What Was the Bakufu?

The Military Government Ruled Japan for Nearly Seven Centuries

Osaka Castle

Daniel Ramirez / Flickr / CC BY 2.0

The bakufu was the military government of Japan between 1192 and 1868, headed by the shogun. Prior to 1192, the bakufu—also known as shogonate—was responsible only for warfare and policing and was firmly subordinate to the imperial court. Over the centuries, however, the bakufu's powers expanded, and it became, effectively, the ruler of Japan for nearly 700 years.

Kamakura Period

Detail of Samurai Protecting a Royal Carriage from a Scroll Painting.
Saurai protecting royal carriage durring the Burning of the Sanjo Palace. Corbis / VCG / Getty Images

Beginning with the Kamakura bakufu in 1192, shoguns ruled Japan while emperors were mere figureheads. The key figure in the period, which lasted until 1333, was Minamoto Yoritomo, who ruled from 1192 to 1199 from his family seat at Kamakura, about 30 miles south of Tokyo.

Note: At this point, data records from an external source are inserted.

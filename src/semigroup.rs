//! Semigroup trait for associative operations
//!
//! A Semigroup is a type with an associative binary operation. It is the
//! backbone of violation accumulation: combining two validation outcomes
//! concatenates their violation lists instead of discarding one of them.
//!
//! # Mathematical Properties
//!
//! For a type to be a valid Semigroup, the `combine` operation must be associative:
//! ```text
//! a.combine(b).combine(c) == a.combine(b.combine(c))
//! ```
//!
//! # Examples
//!
//! ```
//! use proviso::Semigroup;
//!
//! // Combining vectors
//! let v1 = vec![1, 2, 3];
//! let v2 = vec![4, 5, 6];
//! assert_eq!(v1.combine(v2), vec![1, 2, 3, 4, 5, 6]);
//!
//! // Combining strings
//! let s1 = "Hello, ".to_string();
//! let s2 = "World!".to_string();
//! assert_eq!(s1.combine(s2), "Hello, World!");
//! ```
//!
//! # Validation Outcomes
//!
//! [`ValidationResult`](crate::ValidationResult) is a Semigroup: `Valid` is
//! absorbed and violation lists concatenate in order.
//!
//! ```
//! use proviso::{Semigroup, ValidationResult, Violation};
//!
//! let a = ValidationResult::from_violation(Violation::new("name must not be blank"));
//! let b = ValidationResult::valid();
//! let c = ValidationResult::from_violation(Violation::new("age must be at least 18"));
//!
//! let combined = a.combine(b).combine(c);
//! assert_eq!(combined.violations().len(), 2);
//! ```

/// A type that supports an associative binary operation
///
/// # Laws
///
/// Implementations must satisfy the associativity law:
/// ```text
/// a.combine(b).combine(c) == a.combine(b.combine(c))
/// ```
///
/// # Note on Ownership
///
/// The `combine` method takes `self` by value, not by reference. If you need to
/// preserve the original values, you must clone them before combining.
pub trait Semigroup: Sized {
    /// Combine this value with another value associatively
    ///
    /// # Examples
    ///
    /// ```
    /// use proviso::Semigroup;
    ///
    /// let v1 = vec![1, 2];
    /// let v2 = vec![3, 4];
    /// let result = v1.combine(v2);
    /// assert_eq!(result, vec![1, 2, 3, 4]);
    /// ```
    fn combine(self, other: Self) -> Self;
}

// Implementation for Vec<T>
impl<T> Semigroup for Vec<T> {
    #[inline]
    fn combine(mut self, other: Self) -> Self {
        self.extend(other);
        self
    }
}

// Implementation for String
impl Semigroup for String {
    #[inline]
    fn combine(mut self, other: Self) -> Self {
        self.push_str(&other);
        self
    }
}

// Option lifts the inner semigroup; None is absorbed
impl<T: Semigroup> Semigroup for Option<T> {
    fn combine(self, other: Self) -> Self {
        match (self, other) {
            (Some(a), Some(b)) => Some(a.combine(b)),
            (Some(a), None) => Some(a),
            (None, b) => b,
        }
    }
}

#[cfg(test)]
mod tests {
    use super::*;

    #[test]
    fn test_vec_semigroup() {
        let v1 = vec![1, 2, 3];
        let v2 = vec![4, 5, 6];
        assert_eq!(v1.combine(v2), vec![1, 2, 3, 4, 5, 6]);
    }

    #[test]
    fn test_vec_semigroup_empty() {
        let v1: Vec<i32> = vec![];
        let v2 = vec![1, 2, 3];
        assert_eq!(v1.combine(v2), vec![1, 2, 3]);
    }

    #[test]
    fn test_string_semigroup() {
        let s1 = "Hello, ".to_string();
        let s2 = "World!".to_string();
        assert_eq!(s1.combine(s2), "Hello, World!");
    }

    #[test]
    fn test_option_both_some() {
        let a = Some(vec![1, 2]);
        let b = Some(vec![3]);
        assert_eq!(a.combine(b), Some(vec![1, 2, 3]));
    }

    #[test]
    fn test_option_with_none() {
        let a: Option<Vec<i32>> = None;
        let b = Some(vec![1]);
        assert_eq!(a.combine(b.clone()), Some(vec![1]));
        assert_eq!(b.combine(None), Some(vec![1]));
    }

    // Associativity tests
    #[test]
    fn test_vec_associativity() {
        let a = vec![1, 2];
        let b = vec![3, 4];
        let c = vec![5, 6];

        let left = a.clone().combine(b.clone()).combine(c.clone());
        let right = a.combine(b.combine(c));

        assert_eq!(left, right);
    }

    #[test]
    fn test_string_associativity() {
        let a = "hello".to_string();
        let b = " ".to_string();
        let c = "world".to_string();

        let left = a.clone().combine(b.clone()).combine(c.clone());
        let right = a.combine(b.combine(c));

        assert_eq!(left, right);
    }

    #[test]
    fn test_vec_multiple_combines() {
        let result = vec![1].combine(vec![2]).combine(vec![3]).combine(vec![4]);
        assert_eq!(result, vec![1, 2, 3, 4]);
    }
}
//! Collect-everything validation
//!
//! [`Collector`] runs every check and records every violation, in the order
//! the checks were written. This is the policy for user-facing forms, where
//! the caller wants the complete list of problems in one pass.

use crate::name::NamedValue;
use crate::predicate::Predicate;
use crate::result::ValidationResult;
use crate::rule::{Rule, Violation};

use super::{ValidationContext, ValidationFailure};

/// Context that records every violation and never aborts.
///
/// Checks run in order and failures accumulate; [`finish`](Collector::finish)
/// turns the recorded violations into a [`ValidationResult`].
///
/// # Example
///
/// ```rust
/// use proviso::{rules, Collector, Named};
///
/// let mut v = Collector::new();
/// v.must(&"".named("username"), rules::string::not_blank())
///     .must(&"abc".named("password"), rules::string::min_length(8));
///
/// let report = v.finish();
/// assert_eq!(report.violations().len(), 2);
/// ```
#[derive(Debug, Default)]
pub struct Collector {
    violations: Vec<Violation>,
}

impl Collector {
    /// Create an empty collector.
    #[inline]
    pub fn new() -> Self {
        Self::default()
    }

    /// Check a named value against a rule, recording any violation.
    pub fn must<T, P>(&mut self, named: &NamedValue<T>, rule: Rule<P>) -> &mut Self
    where
        P: Predicate<T>,
    {
        if let Some(violation) = rule.eval(named) {
            self.record(violation);
        }
        self
    }

    /// Record a violation with the given message unless the condition holds.
    ///
    /// This is the escape hatch for one-off checks that are not worth a rule:
    ///
    /// ```rust
    /// use proviso::Collector;
    ///
    /// let mut v = Collector::new();
    /// v.ensure(1 + 1 == 2, "arithmetic is broken");
    /// v.ensure(false, "end date must follow start date");
    /// assert_eq!(v.violations().len(), 1);
    /// ```
    pub fn ensure(&mut self, condition: bool, message: impl Into<String>) -> &mut Self {
        if !condition {
            self.record(Violation::new(message));
        }
        self
    }

    /// Record a violation directly.
    pub fn record(&mut self, violation: Violation) -> &mut Self {
        #[cfg(feature = "tracing")]
        tracing::debug!("violation: {}", violation);
        self.violations.push(violation);
        self
    }

    /// Absorb the violations of another result, preserving their order.
    ///
    /// Useful for composing validators: validate a nested structure on its
    /// own, then merge its report into the outer run.
    pub fn merge(&mut self, result: ValidationResult) -> &mut Self {
        for violation in result.into_violations() {
            self.record(violation);
        }
        self
    }

    /// The violations recorded so far, in check order.
    #[inline]
    pub fn violations(&self) -> &[Violation] {
        &self.violations
    }

    /// Finish the run and report every recorded violation.
    ///
    /// Returns [`ValidationResult::Valid`] when nothing was recorded.
    pub fn finish(self) -> ValidationResult {
        #[cfg(feature = "tracing")]
        tracing::debug!("validation finished with {} violation(s)", self.violations.len());
        ValidationResult::from_violations(self.violations)
    }
}

impl ValidationContext for Collector {
    fn on_failure(&mut self, violation: Violation) -> Result<(), ValidationFailure> {
        self.record(violation);
        Ok(())
    }
}

/// Run checks under a [`Collector`] and report every violation.
///
/// # Example
///
/// ```rust
/// use proviso::{rules, validate_all, Named};
///
/// let report = validate_all(|v| {
///     v.must(&"ada".named("username"), rules::string::min_length(3));
///     v.must(&16.named("age"), rules::ord::at_least(18));
/// });
///
/// assert!(report.is_invalid());
/// assert_eq!(report.violations()[0].message(), "age must be at least 18");
/// ```
pub fn validate_all(f: impl FnOnce(&mut Collector)) -> ValidationResult {
    let mut collector = Collector::new();
    f(&mut collector);
    collector.finish()
}
//! Non-empty vector type for type-safe collections
//!
//! This module provides the `NonEmptyVec<T>` type, which is a vector guaranteed to contain
//! at least one element. `ValidationResult::Invalid` is built on it: an invalid result
//! always holds at least one violation, and the type system enforces that instead of a
//! runtime check.
//!
//! # Examples
//!
//! ```
//! use proviso::NonEmptyVec;
//!
//! let nev = NonEmptyVec::new(1, vec![2, 3, 4]);
//! assert_eq!(nev.first(), &1);
//! assert_eq!(nev.last(), &4);
//! assert_eq!(nev.len(), 4);
//! ```
//!
//! # Use Cases
//!
//! - Validation failures: an invalid result always carries at least one violation
//! - Aggregations: operations like `first()` and `last()` require non-empty data
//! - Type safety: prevent `None`/`panic!` in operations that need elements

use crate::semigroup::Semigroup;

/// A vector guaranteed to contain at least one element.
///
/// This makes accessors like [`first`](NonEmptyVec::first) and
/// [`last`](NonEmptyVec::last) total: they return `&T` directly, with no
/// `Option` to unwrap.
///
/// # Example
///
/// ```
/// use proviso::NonEmptyVec;
///
/// let nev = NonEmptyVec::singleton("first");
/// assert_eq!(nev.first(), &"first");
/// assert_eq!(nev.len(), 1);
/// ```
#[derive(Debug, Clone, PartialEq, Eq, Hash)]
pub struct NonEmptyVec<T> {
    // Invariant: never empty. Every constructor and mutator preserves this.
    items: Vec<T>,
}

impl<T> NonEmptyVec<T> {
    /// Create a non-empty vector from a first element and the rest.
    ///
    /// # Example
    ///
    /// ```
    /// use proviso::NonEmptyVec;
    ///
    /// let nev = NonEmptyVec::new(1, vec![2, 3]);
    /// assert_eq!(nev.len(), 3);
    /// ```
    pub fn new(first: T, rest: Vec<T>) -> Self {
        let mut items = Vec::with_capacity(1 + rest.len());
        items.push(first);
        items.extend(rest);
        Self { items }
    }

    /// Create a non-empty vector holding a single element.
    ///
    /// # Example
    ///
    /// ```
    /// use proviso::NonEmptyVec;
    ///
    /// let nev = NonEmptyVec::singleton(42);
    /// assert_eq!(nev.len(), 1);
    /// assert_eq!(nev.first(), &42);
    /// ```
    pub fn singleton(value: T) -> Self {
        Self { items: vec![value] }
    }

    /// Try to create a non-empty vector from a `Vec`.
    ///
    /// Returns `None` if the vector is empty.
    ///
    /// # Example
    ///
    /// ```
    /// use proviso::NonEmptyVec;
    ///
    /// let nev = NonEmptyVec::from_vec(vec![1, 2, 3]).unwrap();
    /// assert_eq!(nev.len(), 3);
    ///
    /// let empty = NonEmptyVec::from_vec(Vec::<i32>::new());
    /// assert!(empty.is_none());
    /// ```
    pub fn from_vec(vec: Vec<T>) -> Option<Self> {
        if vec.is_empty() {
            None
        } else {
            Some(Self { items: vec })
        }
    }

    /// Get the first element (always succeeds).
    ///
    /// # Example
    ///
    /// ```
    /// use proviso::NonEmptyVec;
    ///
    /// let nev = NonEmptyVec::new(1, vec![2, 3]);
    /// assert_eq!(nev.first(), &1);
    /// ```
    pub fn first(&self) -> &T {
        &self.items[0]
    }

    /// Get the last element (always succeeds).
    ///
    /// # Example
    ///
    /// ```
    /// use proviso::NonEmptyVec;
    ///
    /// let nev = NonEmptyVec::new(1, vec![2, 3]);
    /// assert_eq!(nev.last(), &3);
    ///
    /// let single = NonEmptyVec::singleton(42);
    /// assert_eq!(single.last(), &42);
    /// ```
    pub fn last(&self) -> &T {
        &self.items[self.items.len() - 1]
    }

    /// Get the number of elements.
    ///
    /// Always >= 1.
    pub fn len(&self) -> usize {
        self.items.len()
    }

    /// Check if the vector is empty.
    ///
    /// Always returns `false`; this method exists to satisfy clippy's
    /// `len_without_is_empty` lint.
    pub fn is_empty(&self) -> bool {
        false
    }

    /// Push an element to the end.
    ///
    /// # Example
    ///
    /// ```
    /// use proviso::NonEmptyVec;
    ///
    /// let mut nev = NonEmptyVec::singleton(1);
    /// nev.push(2);
    /// nev.push(3);
    /// assert_eq!(nev.len(), 3);
    /// ```
    pub fn push(&mut self, value: T) {
        self.items.push(value);
    }

    /// View the elements as a slice.
    ///
    /// # Example
    ///
    /// ```
    /// use proviso::NonEmptyVec;
    ///
    /// let nev = NonEmptyVec::new(1, vec![2, 3]);
    /// assert_eq!(nev.as_slice(), &[1, 2, 3]);
    /// ```
    pub fn as_slice(&self) -> &[T] {
        &self.items
    }

    /// Iterate over all elements.
    ///
    /// # Example
    ///
    /// ```
    /// use proviso::NonEmptyVec;
    ///
    /// let nev = NonEmptyVec::new(1, vec![2, 3]);
    /// let sum: i32 = nev.iter().sum();
    /// assert_eq!(sum, 6);
    /// ```
    pub fn iter(&self) -> std::slice::Iter<'_, T> {
        self.items.iter()
    }

    /// Convert to a regular `Vec`.
    ///
    /// # Example
    ///
    /// ```
    /// use proviso::NonEmptyVec;
    ///
    /// let nev = NonEmptyVec::new(1, vec![2, 3]);
    /// assert_eq!(nev.into_vec(), vec![1, 2, 3]);
    /// ```
    pub fn into_vec(self) -> Vec<T> {
        self.items
    }

    /// Map a function over all elements.
    ///
    /// # Example
    ///
    /// ```
    /// use proviso::NonEmptyVec;
    ///
    /// let nev = NonEmptyVec::new(1, vec![2, 3]);
    /// let doubled = nev.map(|x| x * 2);
    /// assert_eq!(doubled.into_vec(), vec![2, 4, 6]);
    /// ```
    pub fn map<U, F>(self, f: F) -> NonEmptyVec<U>
    where
        F: FnMut(T) -> U,
    {
        NonEmptyVec {
            items: self.items.into_iter().map(f).collect(),
        }
    }
}

// Semigroup: concatenation
impl<T> Semigroup for NonEmptyVec<T> {
    fn combine(mut self, other: Self) -> Self {
        self.items.extend(other.items);
        self
    }
}

impl<T> Extend<T> for NonEmptyVec<T> {
    fn extend<I: IntoIterator<Item = T>>(&mut self, iter: I) {
        self.items.extend(iter);
    }
}

impl<T> IntoIterator for NonEmptyVec<T> {
    type Item = T;
    type IntoIter = std::vec::IntoIter<T>;

    fn into_iter(self) -> Self::IntoIter {
        self.items.into_iter()
    }
}

impl<'a, T> IntoIterator for &'a NonEmptyVec<T> {
    type Item = &'a T;
    type IntoIter = std::slice::Iter<'a, T>;

    fn into_iter(self) -> Self::IntoIter {
        self.items.iter()
    }
}

// Note: FromIterator cannot be implemented because the source iterator may be
// empty. Collect into a Vec and use `NonEmptyVec::from_vec` instead.

impl<T> std::ops::Index<usize> for NonEmptyVec<T> {
    type Output = T;

    fn index(&self, index: usize) -> &Self::Output {
        &self.items[index]
    }
}

impl<T> From<NonEmptyVec<T>> for Vec<T> {
    fn from(nev: NonEmptyVec<T>) -> Self {
        nev.into_vec()
    }
}

#[cfg(feature = "serde")]
impl<T: serde::Serialize> serde::Serialize for NonEmptyVec<T> {
    fn serialize<S>(&self, serializer: S) -> Result<S::Ok, S::Error>
    where
        S: serde::Serializer,
    {
        self.items.serialize(serializer)
    }
}

#[cfg(feature = "serde")]
impl<'de, T: serde::Deserialize<'de>> serde::Deserialize<'de> for NonEmptyVec<T> {
    fn deserialize<D>(deserializer: D) -> Result<Self, D::Error>
    where
        D: serde::Deserializer<'de>,
    {
        let items = Vec::<T>::deserialize(deserializer)?;
        NonEmptyVec::from_vec(items)
            .ok_or_else(|| serde::de::Error::custom("NonEmptyVec requires at least one element"))
    }
}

During this time, Japanese warlords claimed power from the hereditary monarchy and their scholar-courtiers, giving the samurai warriors— and their lords— ultimate control of the country. Society, too, changed radically, and a new feudal system emerged.

The Ashikaga Shogonate

After years of civil strife, precipitated by the invasion of the Mongols in the late 1200s, Ashikaga Takauji overthrew the Kamakura bakufu and established his own shogunate in Kyoto in 1336. The Ashikaga bakufu— or shogonate—ruled Japan until 1573.

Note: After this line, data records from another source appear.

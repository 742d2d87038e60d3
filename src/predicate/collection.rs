//! Collection predicates
//!
//! This module provides common predicates for collection validation. Each
//! predicate is implemented for `Vec<T>`, `[T]`, and `&[T]`, so owned vectors
//! and borrowed slices check the same way.

use super::combinators::Predicate;

// Each collection predicate implements `Predicate<[T]>` by hand; this derives
// the `Vec<T>` and `&[T]` impls from it. The element identifier is passed in
// so it names the same parameter as the generics list.
macro_rules! impl_vec_and_ref {
    ([$($gen:tt)*] $elem:ident, $ty:ty) => {
        impl<$($gen)*> Predicate<Vec<$elem>> for $ty {
            #[inline]
            fn check(&self, value: &Vec<$elem>) -> bool {
                Predicate::<[$elem]>::check(self, value)
            }
        }

        impl<'a, $($gen)*> Predicate<&'a [$elem]> for $ty {
            #[inline]
            fn check(&self, value: &&'a [$elem]) -> bool {
                Predicate::<[$elem]>::check(self, value)
            }
        }
    };
}

/// Predicate that checks if a collection is empty.
#[derive(Clone, Copy, Default, Debug)]
pub struct IsEmpty;

impl<T> Predicate<[T]> for IsEmpty {
    #[inline]
    fn check(&self, value: &[T]) -> bool {
        value.is_empty()
    }
}

impl_vec_and_ref!([T] T, IsEmpty);

/// Create a predicate that checks if a collection is empty.
///
/// # Example
///
/// ```rust
/// use proviso::predicate::*;
///
/// assert!(is_empty().check(&Vec::<i32>::new()));
/// assert!(!is_empty().check(&vec![1, 2, 3]));
/// ```
pub fn is_empty() -> IsEmpty {
    IsEmpty
}

/// Predicate that checks if a collection is not empty.
#[derive(Clone, Copy, Default, Debug)]
pub struct IsNotEmpty;

impl<T> Predicate<[T]> for IsNotEmpty {
    #[inline]
    fn check(&self, value: &[T]) -> bool {
        !value.is_empty()
    }
}

impl_vec_and_ref!([T] T, IsNotEmpty);

/// Create a predicate that checks if a collection is not empty.
///
/// # Example
///
/// ```rust
/// use proviso::predicate::*;
///
/// assert!(is_not_empty().check(&vec![1, 2, 3]));
/// assert!(!is_not_empty().check(&Vec::<i32>::new()));
/// ```
pub fn is_not_empty() -> IsNotEmpty {
    IsNotEmpty
}

/// Predicate that checks collection length equals expected.
#[derive(Clone, Copy, Debug)]
pub struct HasLen {
    expected: usize,
}

impl<T> Predicate<[T]> for HasLen {
    #[inline]
    fn check(&self, value: &[T]) -> bool {
        value.len() == self.expected
    }
}

impl_vec_and_ref!([T] T, HasLen);

/// Create a predicate that checks if collection has exact length.
///
/// # Example
///
/// ```rust
/// use proviso::predicate::*;
///
/// assert!(has_len(3).check(&vec![1, 2, 3]));
/// assert!(!has_len(3).check(&vec![1, 2]));
/// ```
pub fn has_len(expected: usize) -> HasLen {
    HasLen { expected }
}

/// Predicate that checks minimum collection length.
#[derive(Clone, Copy, Debug)]
pub struct HasMinLen {
    min: usize,
}

impl<T> Predicate<[T]> for HasMinLen {
    #[inline]
    fn check(&self, value: &[T]) -> bool {
        value.len() >= self.min
    }
}

impl_vec_and_ref!([T] T, HasMinLen);

/// Create a predicate that checks if collection has at least min elements.
///
/// # Example
///
/// ```rust
/// use proviso::predicate::*;
///
/// assert!(has_min_len(2).check(&vec![1, 2, 3]));
/// assert!(has_min_len(2).check(&vec![1, 2]));
/// assert!(!has_min_len(2).check(&vec![1]));
/// ```
pub fn has_min_len(min: usize) -> HasMinLen {
    HasMinLen { min }
}

/// Predicate that checks maximum collection length.
#[derive(Clone, Copy, Debug)]
pub struct HasMaxLen {
    max: usize,
}

impl<T> Predicate<[T]> for HasMaxLen {
    #[inline]
    fn check(&self, value: &[T]) -> bool {
        value.len() <= self.max
    }
}

impl_vec_and_ref!([T] T, HasMaxLen);

/// Create a predicate that checks if collection has at most max elements.
///
/// # Example
///
/// ```rust
/// use proviso::predicate::*;
///
/// assert!(has_max_len(3).check(&vec![1, 2]));
/// assert!(has_max_len(3).check(&vec![1, 2, 3]));
/// assert!(!has_max_len(3).check(&vec![1, 2, 3, 4]));
/// ```
pub fn has_max_len(max: usize) -> HasMaxLen {
    HasMaxLen { max }
}

/// Predicate that checks if all elements satisfy a predicate.
#[derive(Clone, Copy, Debug)]
pub struct All<P>(pub P);

impl<T, P: Predicate<T>> Predicate<[T]> for All<P> {
    #[inline]
    fn check(&self, value: &[T]) -> bool {
        value.iter().all(|item| self.0.check(item))
    }
}

impl_vec_and_ref!([T, P: Predicate<T>] T, All<P>);

/// Create a predicate that checks if all elements satisfy a condition.
///
/// An empty collection passes.
///
/// # Example
///
/// ```rust
/// use proviso::predicate::*;
///
/// assert!(all(positive::<i32>()).check(&vec![1, 2, 3]));
/// assert!(!all(positive::<i32>()).check(&vec![1, -2, 3]));
/// ```
pub fn all<P>(predicate: P) -> All<P> {
    All(predicate)
}

/// Predicate that checks if any element satisfies a predicate.
#[derive(Clone, Copy, Debug)]
pub struct Any<P>(pub P);

impl<T, P: Predicate<T>> Predicate<[T]> for Any<P> {
    #[inline]
    fn check(&self, value: &[T]) -> bool {
        value.iter().any(|item| self.0.check(item))
    }
}

impl_vec_and_ref!([T, P: Predicate<T>] T, Any<P>);

/// Create a predicate that checks if any element satisfies a condition.
///
/// An empty collection fails.
///
/// # Example
///
/// ```rust
/// use proviso::predicate::*;
///
/// assert!(any(eq(5)).check(&vec![1, 5, 10]));
/// assert!(!any(eq(5)).check(&vec![1, 2, 3]));
/// ```
pub fn any<P>(predicate: P) -> Any<P> {
    Any(predicate)
}

/// Predicate that checks if collection contains a specific element.
#[derive(Clone, Copy, Debug)]
pub struct ContainsElement<T>(pub T);

impl<T: PartialEq + Send + Sync> Predicate<[T]> for ContainsElement<T> {
    #[inline]
    fn check(&self, value: &[T]) -> bool {
        value.contains(&self.0)
    }
}

impl_vec_and_ref!([T: PartialEq + Send + Sync] T, ContainsElement<T>);

/// Create a predicate that checks if collection contains a specific element.
///
/// # Example
///
/// ```rust
/// use proviso::predicate::*;
///
/// assert!(contains_element(5).check(&vec![1, 5, 10]));
/// assert!(!contains_element(5).check(&vec![1, 2, 3]));
/// ```
pub fn contains_element<T: PartialEq + Send + Sync>(element: T) -> ContainsElement<T> {
    ContainsElement(element)
}

/// Predicate that checks if collection contains every one of a set of elements.
#[derive(Clone, Copy, Debug)]
pub struct ContainsAll<T, const N: usize>(pub [T; N]);

impl<T: PartialEq + Send + Sync, const N: usize> Predicate<[T]> for ContainsAll<T, N> {
    #[inline]
    fn check(&self, value: &[T]) -> bool {
        self.0.iter().all(|needle| value.contains(needle))
    }
}

impl_vec_and_ref!([T: PartialEq + Send + Sync, const N: usize] T, ContainsAll<T, N>);

/// Create a predicate that checks if collection contains all given elements.
///
/// # Example
///
/// ```rust
/// use proviso::predicate::*;
///
/// let required = contains_all(["read", "write"]);
/// assert!(required.check(&vec!["read", "write", "admin"]));
/// assert!(!required.check(&vec!["read"]));
/// ```
pub fn contains_all<T: PartialEq + Send + Sync, const N: usize>(elements: [T; N]) -> ContainsAll<T, N> {
    ContainsAll(elements)
}

#[cfg(test)]
mod tests {
    use super::*;
    use crate::predicate::{eq, not_blank, positive};

    #[test]
    fn test_is_empty() {
        assert!(is_empty().check(&Vec::<i32>::new()));
        assert!(!is_empty().check(&vec![1]));
    }

    #[test]
    fn test_is_empty_slice() {
        let empty: &[i32] = &[];
        let non_empty: &[i32] = &[1, 2, 3];
        assert!(is_empty().check(empty));
        assert!(!is_empty().check(non_empty));
    }

    #[test]
    fn test_is_not_empty() {
        assert!(is_not_empty().check(&vec![1]));
        assert!(!is_not_empty().check(&Vec::<i32>::new()));
    }

    #[test]
    fn test_has_len() {
        assert!(has_len(3).check(&vec![1, 2, 3]));
        assert!(!has_len(3).check(&vec![1, 2]));
        assert!(!has_len(3).check(&vec![1, 2, 3, 4]));
    }

    #[test]
    fn test_has_min_len() {
        assert!(has_min_len(2).check(&vec![1, 2, 3]));
        assert!(has_min_len(2).check(&vec![1, 2]));
        assert!(!has_min_len(2).check(&vec![1]));
    }

    #[test]
    fn test_has_max_len() {
        assert!(has_max_len(3).check(&vec![1, 2]));
        assert!(has_max_len(3).check(&vec![1, 2, 3]));
        assert!(!has_max_len(3).check(&vec![1, 2, 3, 4]));
    }

    #[test]
    fn test_all() {
        assert!(all(positive::<i32>()).check(&vec![1, 2, 3]));
        assert!(!all(positive::<i32>()).check(&vec![1, -2, 3]));
        assert!(all(positive::<i32>()).check(&Vec::<i32>::new())); // vacuously true
    }

    #[test]
    fn test_all_with_string_elements() {
        let no_blanks = all(not_blank());
        assert!(no_blanks.check(&vec!["alpha".to_string(), "beta".to_string()]));
        assert!(!no_blanks.check(&vec!["alpha".to_string(), "  ".to_string()]));
    }

    #[test]
    fn test_any() {
        assert!(any(eq(5)).check(&vec![1, 5, 10]));
        assert!(!any(eq(5)).check(&vec![1, 2, 3]));
        assert!(!any(eq(5)).check(&Vec::<i32>::new())); // empty has no matches
    }

    #[test]
    fn test_contains_element() {
        assert!(contains_element(5).check(&vec![1, 5, 10]));
        assert!(!contains_element(5).check(&vec![1, 2, 3]));
    }

    #[test]
    fn test_contains_all() {
        let p = contains_all([1, 2]);
        assert!(p.check(&vec![3, 2, 1]));
        assert!(!p.check(&vec![1, 3]));
        assert!(contains_all::<i32, 0>([]).check(&vec![9]));
    }

    #[test]
    fn test_borrowed_slice_target() {
        // Predicates also apply to slices held behind another reference,
        // which is how named values of type &[T] are checked.
        let value: &[i32] = &[1, 5, 10];
        assert!(Predicate::<&[i32]>::check(&is_not_empty(), &value));
        assert!(Predicate::<&[i32]>::check(&contains_element(5), &value));
    }
}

Painting of Ahsikaga Takauji seated.
Ahsikaga Takauji. 日本語: 不明 / Public domain /  Wikimedia Commons 

However, it was not a strong central governing force, and in fact, the Ashikaga bakufu witnessed the rise of powerful daimyo all around the country. These regional lords reigned over their domains with very little interference from the bakufu in Kyoto.

Tokugawa Shoguns

Toward the end of the Ashikaga bakufu, and for years thereafter, Japan suffered through nearly 100 years of civil war, fueled mainly by the increasing power of the daimyo. Indeed, the civil war was sparked by the ruling bakufu's struggle to bring the warring daimyo back under central control.

Painting of Tokugawa Ieyasu seated on a rug.
Tokugawa Ieyasu. Kanō Tan'yū / Public domain / Wikimedia Common

In 1603, however, Tokugawa Ieyasu completed this task and established the Tokugawa shogunate—or bakufu—which would rule in the emperor's name for 265 years. Life in Tokugawa Japan was peaceful but heavily controlled by the shogunal government, but after a century of chaotic warfare, the peace was a much-needed respite.

Fall of the Bakufu

When U.S. Commodore Matthew Perry steamed into Edo Bay (Tokyo Bay) in 1853 and demanded that Tokugawa Japan allow foreign powers access to trade, he unwittingly sparked a chain of events that led to Japan's rise as a modern imperial power and the fall of the bakufu.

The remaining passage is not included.